III. Systemic Sclerosis

Systemic sclerosis (SSc) is characterized by vascular remodeling, through capillary and pulmonary arterial hypertension (PAH), and progressive fibrosis of the skin, lungs and heart [40]. Huang et al evaluated the antifibrotic effects of nintedanib in several preclinical studies and animal models of SSc [37]. They found that nintedanib dose-dependently reduced PDGF- and TGF-β-induced proliferation, migration and differentiation of myofibroblasts and collagen release from dermal fibroblasts in patients with SSc and healthy individuals [37]. Bleomycin-induced skin fibrosis in a mouse model is manifested by dermal thickening, deposition of collagen and myofibroblast differentiation [37]. Nintedanib ameliorated progression of fibrosis at all doses tested with significant decreases of dermal thickness, myofibroblast counts and hydroxyproline content [37]. Moreover, administration of nintedanib at doses of 50 mg/kg twice daily induced regression of pre-established fibrosis and reduced the dermal thickness, myofibroblast counts and hydroxyproline content to below the levels of vehicle treated mice injected with bleomycin [37]. These results suggest that nintedanib is able to prevent fibrosis and induce regression of pre-established fibrosis. In a murine model of sclerodermatous chronic graft-versus-host disease (cGvHD), administration of nintedanib to allogeneically transplanted mice ameliorated cGvHD-induced skin fibrosis as well [37]. Furthermore, nintedanib can reduce clinically detectable skin disease as evidenced by a reduced cGvHD score. In the murine Tight skin-1 (Tsk-1) model, treatment with nintedanib reduced hypodermal thickening, myofibroblast counts and hydroxyproline content of the skin [37].

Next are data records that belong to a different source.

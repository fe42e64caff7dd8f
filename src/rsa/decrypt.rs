// RSA Decryption Implementation
// Raw modular exponentiation with the private exponent, then unpadding

use super::bigint::{from_bytes, mod_pow, to_bytes_fixed};
use super::error::{Result, RsaError};
use super::keygen::PrivateKey;
use super::padding::unpad_pkcs1_v15;

/// Decrypt ciphertext bytes using RSA private key
/// Returns the original message bytes
pub fn decrypt(private_key: &PrivateKey, ciphertext: &[u8]) -> Result<Vec<u8>> {
    // Validate ciphertext size
    let key_len = private_key.key_len();
    if ciphertext.len() != key_len {
        return Err(RsaError::CiphertextLengthMismatch {
            expected: key_len,
            actual: ciphertext.len(),
        });
    }

    // m = c^d mod n
    let c = from_bytes(ciphertext);
    let m = mod_pow(&c, private_key.d(), private_key.n());

    let block = to_bytes_fixed(&m, key_len).ok_or(RsaError::IntegerTooWide { width: key_len })?;

    Ok(unpad_pkcs1_v15(&block)?.to_vec())
}

/// Decrypt ciphertext to a string
pub fn decrypt_to_string(private_key: &PrivateKey, ciphertext: &[u8]) -> Result<String> {
    let plaintext = decrypt(private_key, ciphertext)?;
    Ok(String::from_utf8(plaintext)?)
}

Fos-related antigen-2 transgenic (Fra2 transgenic) mice display the core clinical fibrotic and vascular manifestations of SSc [41]. Fra2 transgenic mice develop a destructive microvascular disease with apoptosis of endothelial cells followed by systemic fibrotic manifestations and PAH [41]. By utilizing this model, Huang et al verified the antifibrotic and vasoprotective effects of nintedanib [42]. Nintedanib also decreased the number of apoptotic endothelial cells in the skin and lungs and normalized the levels of M-CSF1 and VEGF of Fra2 transgenic mice. Interestingly, nintedanib treatment completely prevented the increase in M2 macrophages, but M1 macrophage counts were not affected [42]. These inhibitory effects of nintedanib on macrophage polarization may be mediated by direct inhibition of CSF1R.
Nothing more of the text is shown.